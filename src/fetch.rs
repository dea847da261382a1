use crate::browser::{BrowserConfig, BrowserError, BrowserManager, BrowserPage};
use crate::config::FetchConfig;
use serde_json::Value;

/// Errors from a fetch-and-print cycle
#[derive(Debug, thiserror::Error)]
pub enum FetchError {
    #[error(transparent)]
    Browser(#[from] BrowserError),

    #[error("Response body is not valid JSON: {0}")]
    Parse(#[from] serde_json::Error),
}

/// Perform one fetch cycle: navigate to the configured endpoint in a headless
/// browser, wait for the page to settle, and parse the rendered body text as
/// JSON.
///
/// The browser process lives only for the duration of this call; it is shut
/// down on every exit path, including failures. Exactly one navigation is
/// attempted, with no retry on any error.
pub fn fetch_timeline(config: &FetchConfig) -> Result<Value, FetchError> {
    let browser_config = BrowserConfig {
        headless: config.headless,
        user_agent: Some(config.user_agent.clone()),
        timeout_seconds: config.quiescence_timeout_secs,
        ..BrowserConfig::default()
    };

    let manager = BrowserManager::new(browser_config)?;
    let page = BrowserPage::new(manager.new_tab()?);

    page.set_extra_headers(&config.extra_headers)?;
    page.navigate(&config.target_url)?;
    page.wait_for_quiescence(config.quiescence_window(), config.quiescence_timeout())?;

    let text = page.body_text()?;
    log::debug!("Extracted {} bytes of body text", text.len());

    let payload: Value = serde_json::from_str(&text)?;
    Ok(payload)
}

#[cfg(test)]
mod tests {
    use super::*;

    #[test]
    fn test_parse_error_from_invalid_json() {
        let err: FetchError = serde_json::from_str::<Value>("<html>not json</html>")
            .unwrap_err()
            .into();
        assert!(matches!(err, FetchError::Parse(_)));
        assert!(err.to_string().contains("not valid JSON"));
    }

    #[test]
    fn test_browser_error_passes_through() {
        let err: FetchError = BrowserError::Navigation("net::ERR_CONNECTION_REFUSED".into()).into();
        assert!(matches!(err, FetchError::Browser(_)));
        assert!(err.to_string().contains("ERR_CONNECTION_REFUSED"));
    }
}
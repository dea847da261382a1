//! Payload inspection helpers for the timeline endpoint.
//!
//! The endpoint returns a post wrapped as `data.post`, carrying the numeric
//! `user_id` and `post_id` plus a media key under one of several field names
//! depending on the post's age. Those three together address the HLS manifest
//! on the video host.

use serde_json::Value;

const VIDEO_HOST: &str = "https://video.candfans.jp";

/// Derive the HLS manifest URL for the post in a timeline payload.
///
/// Returns `None` when the payload does not carry a post with the required
/// identifiers. The media key is taken from `default_path`, falling back to
/// the first attachment's `uuid`, then `video_key`.
pub fn stream_url(payload: &Value) -> Option<String> {
    let post = payload.get("data")?.get("post")?;

    let user_id = id_field(post.get("user_id")?)?;
    let post_id = id_field(post.get("post_id")?)?;
    let key = media_key(post)?;

    Some(format!(
        "{}/user/{}/post/{}/{}.m3u8",
        VIDEO_HOST, user_id, post_id, key
    ))
}

/// Numeric ids sometimes arrive as JSON strings
fn id_field(value: &Value) -> Option<String> {
    match value {
        Value::Number(n) => Some(n.to_string()),
        Value::String(s) if !s.is_empty() => Some(s.clone()),
        _ => None,
    }
}

fn media_key(post: &Value) -> Option<String> {
    if let Some(path) = post.get("default_path").and_then(Value::as_str) {
        if !path.is_empty() {
            return Some(path.to_string());
        }
    }

    if let Some(uuid) = post
        .get("attachments")
        .and_then(Value::as_array)
        .and_then(|a| a.first())
        .and_then(|a| a.get("uuid"))
        .and_then(Value::as_str)
    {
        if !uuid.is_empty() {
            return Some(uuid.to_string());
        }
    }

    post.get("video_key")
        .and_then(Value::as_str)
        .filter(|k| !k.is_empty())
        .map(|k| k.to_string())
}
use super::manager::BrowserError;
use headless_chrome::Tab;
use std::collections::HashMap;
use std::sync::Arc;
use std::time::{Duration, Instant};

/// A single navigable page within a browser session
pub struct BrowserPage {
    tab: Arc<Tab>,
}

impl BrowserPage {
    /// Wrap a browser tab
    pub fn new(tab: Arc<Tab>) -> Self {
        Self { tab }
    }

    /// Attach extra HTTP headers to every request this page makes.
    ///
    /// An empty map is a no-op.
    pub fn set_extra_headers(&self, headers: &HashMap<String, String>) -> Result<(), BrowserError> {
        if headers.is_empty() {
            return Ok(());
        }

        let borrowed: HashMap<&str, &str> = headers
            .iter()
            .map(|(k, v)| (k.as_str(), v.as_str()))
            .collect();

        self.tab
            .set_extra_http_headers(borrowed)
            .map_err(|e| BrowserError::Configuration(e.to_string()))
    }

    /// Navigate to a URL and wait for the navigation to commit
    pub fn navigate(&self, url: &str) -> Result<(), BrowserError> {
        log::info!("Navigating to: {}", url);

        self.tab.navigate_to(url).map_err(|e| {
            BrowserError::Navigation(format!("Failed to navigate to {}: {}", url, e))
        })?;

        self.tab.wait_until_navigated().map_err(|e| {
            BrowserError::Navigation(format!("Navigation did not complete for {}: {}", url, e))
        })?;

        Ok(())
    }

    /// Wait until the page has settled: the document reaches readyState
    /// "complete" and a quiet window passes with no further loading.
    ///
    /// Chrome gives no direct network-idle signal over this API, so the
    /// quiescence heuristic is readyState polling followed by a fixed idle
    /// window.
    pub fn wait_for_quiescence(
        &self,
        window: Duration,
        timeout: Duration,
    ) -> Result<(), BrowserError> {
        let start = Instant::now();

        loop {
            if start.elapsed() > timeout {
                return Err(BrowserError::Timeout(
                    "network quiescence before reading page".to_string(),
                ));
            }

            match self.tab.evaluate("document.readyState", false) {
                Ok(result) => {
                    if let Some(value) = result.value {
                        if value.as_str() == Some("complete") {
                            break;
                        }
                    }
                }
                Err(_) => {
                    // Document not ready to evaluate yet, keep polling
                }
            }

            std::thread::sleep(Duration::from_millis(100));
        }

        // Idle window after load completes
        std::thread::sleep(window);

        Ok(())
    }

    /// Read the rendered document's visible body text
    pub fn body_text(&self) -> Result<String, BrowserError> {
        let result = self
            .tab
            .evaluate("document.body.innerText", false)
            .map_err(|e| BrowserError::JavaScript(e.to_string()))?;

        result
            .value
            .and_then(|v| v.as_str().map(|s| s.to_string()))
            .ok_or_else(|| BrowserError::Extraction("document body has no text".to_string()))
    }

    /// Get a reference to the underlying tab
    pub fn tab(&self) -> &Arc<Tab> {
        &self.tab
    }
}

#[cfg(test)]
mod tests {
    use super::*;
    use crate::browser::{BrowserConfig, BrowserManager};

    #[test]
    #[ignore] // Requires Chrome to be installed
    fn test_basic_navigation() {
        let manager = BrowserManager::new(BrowserConfig::default()).unwrap();
        let page = BrowserPage::new(manager.new_tab().unwrap());

        assert!(page.navigate("https://example.com").is_ok());
    }

    #[test]
    #[ignore] // Requires Chrome to be installed
    fn test_body_text_extraction() {
        let manager = BrowserManager::new(BrowserConfig::default()).unwrap();
        let page = BrowserPage::new(manager.new_tab().unwrap());

        page.navigate("https://example.com").unwrap();
        page.wait_for_quiescence(Duration::from_millis(500), Duration::from_secs(30))
            .unwrap();
        let text = page.body_text().unwrap();

        assert!(text.contains("Example Domain"));
    }
}
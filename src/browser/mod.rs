//! Browser automation for fetching JavaScript-rendered API responses
//!
//! This module provides the headless Chrome plumbing used to load a remote
//! endpoint in a real browser context: a browser process manager, a
//! configuration type, and a page wrapper for navigation and text extraction.
//!
//! # Example
//!
//! ```no_run
//! use timeline_fetch::browser::{BrowserConfig, BrowserManager, BrowserPage};
//! use std::time::Duration;
//!
//! # fn main() -> Result<(), Box<dyn std::error::Error>> {
//! // Launch a headless browser with default configuration
//! let manager = BrowserManager::new(BrowserConfig::default())?;
//!
//! // Open a page
//! let page = BrowserPage::new(manager.new_tab()?);
//!
//! // Navigate, wait for the network to settle, and read the body text
//! page.navigate("https://example.com")?;
//! page.wait_for_quiescence(Duration::from_millis(500), Duration::from_secs(30))?;
//! let text = page.body_text()?;
//!
//! println!("Extracted {} bytes of text", text.len());
//! # Ok(())
//! # }
//! ```

pub mod config;
pub mod manager;
pub mod page;

// Re-export main types for convenience
pub use config::BrowserConfig;
pub use manager::{BrowserError, BrowserManager};
pub use page::BrowserPage;
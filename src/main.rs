use log::info;
use timeline_fetch::config::FetchConfig;
use timeline_fetch::fetch::{fetch_timeline, FetchError};
use timeline_fetch::timeline;

fn main() -> Result<(), FetchError> {
    env_logger::init();

    let config = FetchConfig::load();
    info!("Fetching timeline from {}", config.target_url);

    let payload = fetch_timeline(&config)?;
    println!("{}", payload);

    if config.emit_stream_url {
        match timeline::stream_url(&payload) {
            Some(url) => println!("{}", url),
            None => log::warn!("Payload carries no stream fields, skipping stream URL"),
        }
    }

    Ok(())
}
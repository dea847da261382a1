use serde::Deserialize;
use std::collections::HashMap;
use std::fs;
use std::path::Path;
use std::time::Duration;

/// The endpoint the fetcher targets when no configuration file overrides it
pub const DEFAULT_TARGET_URL: &str = "https://candfans.jp/api/contents/get-timeline/968402";

/// The client signature sent with every request
pub const DEFAULT_USER_AGENT: &str =
    "Mozilla/5.0 (Windows NT 10.0; Win64; x64; rv:71.0) Gecko/20100101 Firefox/71.0";

/// Configuration for one fetch-and-print cycle
#[derive(Debug, Deserialize, Clone)]
pub struct FetchConfig {
    /// URL to navigate to
    #[serde(default = "default_target_url")]
    pub target_url: String,

    /// User agent the browser identifies itself with
    #[serde(default = "default_user_agent")]
    pub user_agent: String,

    /// Additional request headers, e.g. a Referer if the endpoint ever
    /// requires one
    #[serde(default)]
    pub extra_headers: HashMap<String, String>,

    /// Deadline for the page to settle, in seconds
    #[serde(default = "default_quiescence_timeout")]
    pub quiescence_timeout_secs: u64,

    /// Quiet window after load completes, in milliseconds
    #[serde(default = "default_quiescence_window")]
    pub quiescence_window_ms: u64,

    /// Also print the derived HLS stream URL after the payload
    #[serde(default = "default_false")]
    pub emit_stream_url: bool,

    /// Run the browser headless
    #[serde(default = "default_true")]
    pub headless: bool,
}

fn default_target_url() -> String {
    DEFAULT_TARGET_URL.to_string()
}
fn default_user_agent() -> String {
    DEFAULT_USER_AGENT.to_string()
}
fn default_quiescence_timeout() -> u64 {
    30
}
fn default_quiescence_window() -> u64 {
    500
}
fn default_true() -> bool {
    true
}
fn default_false() -> bool {
    false
}

impl Default for FetchConfig {
    fn default() -> Self {
        Self {
            target_url: default_target_url(),
            user_agent: default_user_agent(),
            extra_headers: HashMap::new(),
            quiescence_timeout_secs: default_quiescence_timeout(),
            quiescence_window_ms: default_quiescence_window(),
            emit_stream_url: false,
            headless: true,
        }
    }
}

impl FetchConfig {
    /// Load configuration from `timeline-fetch.toml` in the working
    /// directory, falling back to defaults when absent or unreadable
    pub fn load() -> Self {
        let path = Path::new("timeline-fetch.toml");
        if path.exists() {
            if let Ok(content) = fs::read_to_string(path) {
                if let Ok(cfg) = toml::from_str::<FetchConfig>(&content) {
                    return cfg;
                }
            }
        }
        Self::default()
    }

    /// Deadline for the quiescence wait as a Duration
    pub fn quiescence_timeout(&self) -> Duration {
        Duration::from_secs(self.quiescence_timeout_secs)
    }

    /// Quiet window as a Duration
    pub fn quiescence_window(&self) -> Duration {
        Duration::from_millis(self.quiescence_window_ms)
    }
}

#[cfg(test)]
mod tests {
    use super::*;

    #[test]
    fn test_defaults() {
        let config = FetchConfig::default();
        assert_eq!(config.target_url, DEFAULT_TARGET_URL);
        assert_eq!(config.user_agent, DEFAULT_USER_AGENT);
        assert!(config.extra_headers.is_empty());
        assert!(config.headless);
        assert!(!config.emit_stream_url);
        assert_eq!(config.quiescence_timeout(), Duration::from_secs(30));
        assert_eq!(config.quiescence_window(), Duration::from_millis(500));
    }

    #[test]
    fn test_partial_toml_fills_defaults() {
        let config: FetchConfig =
            toml::from_str("target_url = \"http://127.0.0.1:9999/timeline\"").unwrap();
        assert_eq!(config.target_url, "http://127.0.0.1:9999/timeline");
        assert_eq!(config.user_agent, DEFAULT_USER_AGENT);
        assert_eq!(config.quiescence_timeout_secs, 30);
    }

    #[test]
    fn test_extra_headers_from_toml() {
        let config: FetchConfig = toml::from_str(
            r#"
            [extra_headers]
            Referer = "https://candfans.jp/posts/comment/show/968402"
            "#,
        )
        .unwrap();
        assert_eq!(
            config.extra_headers.get("Referer").map(String::as_str),
            Some("https://candfans.jp/posts/comment/show/968402")
        );
    }
}
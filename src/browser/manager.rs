use super::config::BrowserConfig;
use headless_chrome::{Browser, LaunchOptions, Tab};
use std::ffi::OsStr;
use std::sync::Arc;

/// Manages the browser process and tab creation.
///
/// Dropping the manager shuts down the underlying Chrome process, so the
/// browser session is released on every exit path, including early returns.
pub struct BrowserManager {
    browser: Browser,
    config: BrowserConfig,
}

impl BrowserManager {
    /// Launch a browser with the given configuration
    pub fn new(config: BrowserConfig) -> Result<Self, BrowserError> {
        // Owned strings first so the &OsStr args below can borrow them
        let user_agent_arg = config
            .user_agent
            .as_ref()
            .map(|ua| format!("--user-agent={}", ua));

        let mut args: Vec<&OsStr> = config
            .chrome_flags
            .iter()
            .map(|f| OsStr::new(f.as_str()))
            .collect();

        if let Some(ref ua) = user_agent_arg {
            args.push(OsStr::new(ua));
        }

        let launch_options = LaunchOptions::default_builder()
            .headless(config.headless)
            .window_size(Some((config.window_size.0, config.window_size.1)))
            .args(args)
            .build()
            .map_err(|e| BrowserError::Configuration(e.to_string()))?;

        let browser = Browser::new(launch_options)
            .map_err(|e| BrowserError::Initialization(e.to_string()))?;

        Ok(Self { browser, config })
    }

    /// Create a new tab
    pub fn new_tab(&self) -> Result<Arc<Tab>, BrowserError> {
        self.browser
            .new_tab()
            .map_err(|e| BrowserError::TabCreation(e.to_string()))
    }

    /// Get the browser configuration
    pub fn config(&self) -> &BrowserConfig {
        &self.config
    }
}

impl Drop for BrowserManager {
    fn drop(&mut self) {
        log::debug!("Browser manager dropped, Chrome process shutting down");
    }
}

/// Errors that can occur during browser operations
#[derive(Debug, thiserror::Error)]
pub enum BrowserError {
    #[error("Browser initialization failed: {0}")]
    Initialization(String),

    #[error("Browser configuration error: {0}")]
    Configuration(String),

    #[error("Tab creation failed: {0}")]
    TabCreation(String),

    #[error("Navigation error: {0}")]
    Navigation(String),

    #[error("Timeout waiting for: {0}")]
    Timeout(String),

    #[error("JavaScript execution error: {0}")]
    JavaScript(String),

    #[error("Text extraction error: {0}")]
    Extraction(String),
}
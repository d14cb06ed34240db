//! Transaction table and recent-window bookkeeping.

use dashmap::DashMap;
use std::collections::VecDeque;
use std::sync::{Arc, Mutex, MutexGuard};

use crate::probe::request::PendingRequest;
use crate::stun::TransactionId;

/// Concurrent map of transaction ID → pending request, plus the FIFO of the
/// most recently admitted IDs.
///
/// Evicting an ID from the window also removes it from the map, whatever its
/// outcome. A request evicted while still Pending can no longer be matched
/// and drops out of the windowed statistics for good.
#[derive(Debug)]
pub struct TransactionTable {
    entries: DashMap<TransactionId, Arc<PendingRequest>>,
    window: Mutex<VecDeque<TransactionId>>,
    capacity: usize,
}

impl TransactionTable {
    pub fn new(capacity: usize) -> Self {
        let capacity = capacity.max(1);
        Self {
            entries: DashMap::new(),
            window: Mutex::new(VecDeque::with_capacity(capacity + 1)),
            capacity,
        }
    }

    pub fn capacity(&self) -> usize {
        self.capacity
    }

    /// Register a request so responses can find it. Returns false if the ID is taken.
    pub fn insert(&self, request: Arc<PendingRequest>) -> bool {
        use dashmap::mapref::entry::Entry;
        match self.entries.entry(request.transaction_id()) {
            Entry::Occupied(_) => false,
            Entry::Vacant(slot) => {
                slot.insert(request);
                true
            }
        }
    }

    pub fn contains(&self, id: &TransactionId) -> bool {
        self.entries.contains_key(id)
    }

    pub fn get(&self, id: &TransactionId) -> Option<Arc<PendingRequest>> {
        self.entries.get(id).map(|r| r.value().clone())
    }

    pub fn remove(&self, id: &TransactionId) -> Option<Arc<PendingRequest>> {
        self.entries.remove(id).map(|(_, req)| req)
    }

    /// Push `id` onto the window, evicting the oldest entries past capacity.
    /// Returns how many were evicted, or `None` if `id` is no longer
    /// registered (the table was cleared after it was inserted).
    pub fn admit(&self, id: TransactionId) -> Option<usize> {
        let mut window = self.window();
        if !self.entries.contains_key(&id) {
            return None;
        }
        window.push_back(id);

        let mut evicted = 0;
        while window.len() > self.capacity {
            if let Some(old) = window.pop_front() {
                self.entries.remove(&old);
                evicted += 1;
            }
        }
        Some(evicted)
    }

    /// Requests currently resident in the window, newest first.
    pub fn resident(&self) -> Vec<Arc<PendingRequest>> {
        let window = self.window();
        window
            .iter()
            .rev()
            .filter_map(|id| self.entries.get(id).map(|r| r.value().clone()))
            .collect()
    }

    pub fn window_len(&self) -> usize {
        self.window().len()
    }

    pub fn len(&self) -> usize {
        self.entries.len()
    }

    pub fn is_empty(&self) -> bool {
        self.entries.is_empty()
    }

    /// Every registered request still Pending.
    pub fn pending(&self) -> Vec<Arc<PendingRequest>> {
        self.entries
            .iter()
            .filter(|r| r.value().is_pending())
            .map(|r| r.value().clone())
            .collect()
    }

    pub fn clear(&self) {
        let mut window = self.window();
        window.clear();
        self.entries.clear();
    }

    fn window(&self) -> MutexGuard<'_, VecDeque<TransactionId>> {
        self.window
            .lock()
            .unwrap_or_else(|poisoned| poisoned.into_inner())
    }
}
//! Windowed and lifetime probe statistics.

use serde::Serialize;
use std::sync::atomic::{AtomicU64, Ordering};
use std::sync::{Arc, Mutex};
use std::time::Duration;

use crate::probe::request::{Outcome, PendingRequest};

/// Point-in-time statistics for one endpoint.
///
/// Percentages are fractions in `0.0..=1.0`; latencies are milliseconds.
#[derive(Debug, Clone, Copy, PartialEq, Serialize)]
pub struct StatsView {
    pub current_latency_avg: f64,
    pub current_failed_pct: f64,
    pub current_completed_pct: f64,
    pub total_latency_avg: f64,
    pub total_failed_pct: f64,
    pub total_completed_pct: f64,
    pub total_requests: u64,
}

/// Summary over the requests resident in the recent window.
#[derive(Debug, Clone, Copy, Default, PartialEq)]
pub struct WindowSummary {
    pub completed: usize,
    pub failed: usize,
    pub pending: usize,
    pub latency_total: Duration,
}

impl WindowSummary {
    pub fn from_requests(requests: &[Arc<PendingRequest>]) -> Self {
        let mut summary = Self::default();
        for req in requests {
            match req.outcome() {
                Outcome::Completed => {
                    summary.completed += 1;
                    summary.latency_total += req.latency().unwrap_or_default();
                }
                Outcome::Failed => summary.failed += 1,
                Outcome::Pending => summary.pending += 1,
            }
        }
        summary
    }

    /// Completed / (completed + failed). Optimistic 1.0 with no evidence yet.
    pub fn completed_pct(&self) -> f64 {
        let decided = self.completed + self.failed;
        if decided == 0 {
            return 1.0;
        }
        self.completed as f64 / decided as f64
    }

    pub fn failed_pct(&self) -> f64 {
        1.0 - self.completed_pct()
    }

    /// Mean latency in milliseconds over completed requests, 0 if none.
    pub fn latency_avg_ms(&self) -> f64 {
        if self.completed == 0 {
            return 0.0;
        }
        duration_ms(self.latency_total) / self.completed as f64
    }
}

/// Lifetime counters, reset only explicitly.
///
/// `generation` advances on every reset; requests issued under an older
/// generation no longer count.
#[derive(Debug, Default)]
pub struct LifetimeCounters {
    sent: AtomicU64,
    completed: AtomicU64,
    failed: AtomicU64,
    latency_micros: AtomicU64,
    generation: AtomicU64,
    // Serialises `record_sent` against `reset`.
    reset_lock: Mutex<()>,
}

impl LifetimeCounters {
    pub fn generation(&self) -> u64 {
        self.generation.load(Ordering::Acquire)
    }

    /// Count one send and return the generation it belongs to.
    pub fn record_sent(&self) -> u64 {
        let _guard = self.reset_lock.lock().unwrap_or_else(|poisoned| poisoned.into_inner());
        self.sent.fetch_add(1, Ordering::Relaxed);
        self.generation()
    }

    /// Undo a `record_sent` for a datagram that never left.
    pub fn unrecord_sent(&self, generation: u64) {
        if generation == self.generation() {
            let _ = self
                .sent
                .fetch_update(Ordering::Relaxed, Ordering::Relaxed, |v| v.checked_sub(1));
        }
    }

    pub fn record_completed(&self, generation: u64, latency: Duration) {
        if generation != self.generation() {
            return;
        }
        self.completed.fetch_add(1, Ordering::Relaxed);
        self.latency_micros
            .fetch_add(latency.as_micros() as u64, Ordering::Relaxed);
    }

    pub fn record_failed(&self, generation: u64) {
        if generation != self.generation() {
            return;
        }
        self.failed.fetch_add(1, Ordering::Relaxed);
    }

    pub fn reset(&self) {
        let _guard = self.reset_lock.lock().unwrap_or_else(|poisoned| poisoned.into_inner());
        self.generation.fetch_add(1, Ordering::AcqRel);
        self.sent.store(0, Ordering::Relaxed);
        self.completed.store(0, Ordering::Relaxed);
        self.failed.store(0, Ordering::Relaxed);
        self.latency_micros.store(0, Ordering::Relaxed);
    }

    pub fn sent(&self) -> u64 {
        self.sent.load(Ordering::Relaxed)
    }

    pub fn completed(&self) -> u64 {
        self.completed.load(Ordering::Relaxed)
    }

    pub fn failed(&self) -> u64 {
        self.failed.load(Ordering::Relaxed)
    }

    /// Completed / sent, or 1.0 before anything was sent.
    pub fn completed_pct(&self) -> f64 {
        let sent = self.sent();
        if sent == 0 {
            return 1.0;
        }
        self.completed() as f64 / sent as f64
    }

    pub fn failed_pct(&self) -> f64 {
        1.0 - self.completed_pct()
    }

    /// Mean latency in milliseconds, 0 with no completions.
    pub fn latency_avg_ms(&self) -> f64 {
        let completed = self.completed();
        if completed == 0 {
            return 0.0;
        }
        self.latency_micros.load(Ordering::Relaxed) as f64 / 1000.0 / completed as f64
    }
}

fn duration_ms(d: Duration) -> f64 {
    d.as_secs_f64() * 1000.0
}
//! HTTP server setup and configuration.
//!
//! # Responsibilities
//! - Create Axum Router with the status handlers
//! - Wire up request tracing
//! - Serve the latest fleet snapshot without blocking the fleet
//! - Stop gracefully on the shutdown future

use axum::{
    extract::State,
    http::{StatusCode, Uri},
    response::Response,
    routing::any,
    Router,
};
use std::future::Future;
use tokio::net::TcpListener;
use tower_http::trace::TraceLayer;

use crate::fleet::SharedSnapshot;
use crate::http::response;

/// Application state injected into handlers.
#[derive(Clone)]
pub struct AppState {
    pub snapshot: SharedSnapshot,
}

/// HTTP server exposing fleet health.
pub struct HttpServer {
    router: Router,
}

impl HttpServer {
    pub fn new(snapshot: SharedSnapshot) -> Self {
        Self {
            router: build_router(AppState { snapshot }),
        }
    }

    /// The router, for serving on a custom listener or testing.
    pub fn router(&self) -> Router {
        self.router.clone()
    }

    /// Serve on `listener` until `shutdown` resolves.
    pub async fn run<F>(self, listener: TcpListener, shutdown: F) -> Result<(), std::io::Error>
    where
        F: Future<Output = ()> + Send + 'static,
    {
        let addr = listener.local_addr()?;
        tracing::info!(address = %addr, "HTTP server starting");

        axum::serve(listener, self.router)
            .with_graceful_shutdown(shutdown)
            .await?;

        tracing::info!("HTTP server stopped");
        Ok(())
    }
}

/// Build the Axum router with all middleware layers.
pub fn build_router(state: AppState) -> Router {
    Router::new()
        .route("/status", any(status_handler))
        .route("/stun_status", any(stun_status_handler))
        .fallback(bad_request_handler)
        .with_state(state)
        .layer(TraceLayer::new_for_http())
}

/// Liveness only.
async fn status_handler() -> Response {
    response::empty(StatusCode::OK)
}

async fn stun_status_handler(State(state): State<AppState>) -> Response {
    let snapshot = state.snapshot.load();
    response::stun_status_response(&snapshot)
}

async fn bad_request_handler(uri: Uri) -> Response {
    tracing::debug!(path = %uri.path(), "Unknown path");
    response::empty(StatusCode::BAD_REQUEST)
}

**Required action:** Out of the listing above, reproduce exactly the lines from the one with "self.failed.store(0, Ordering::Relaxed);" up to and including the one with "pub fn failed(&self)".

**Written response:**
        self.failed.store(0, Ordering::Relaxed);
        self.latency_micros.store(0, Ordering::Relaxed);
    }

    pub fn sent(&self) -> u64 {
        self.sent.load(Ordering::Relaxed)
    }

    pub fn completed(&self) -> u64 {
        self.completed.load(Ordering::Relaxed)
    }

    pub fn failed(&self) -> u64 {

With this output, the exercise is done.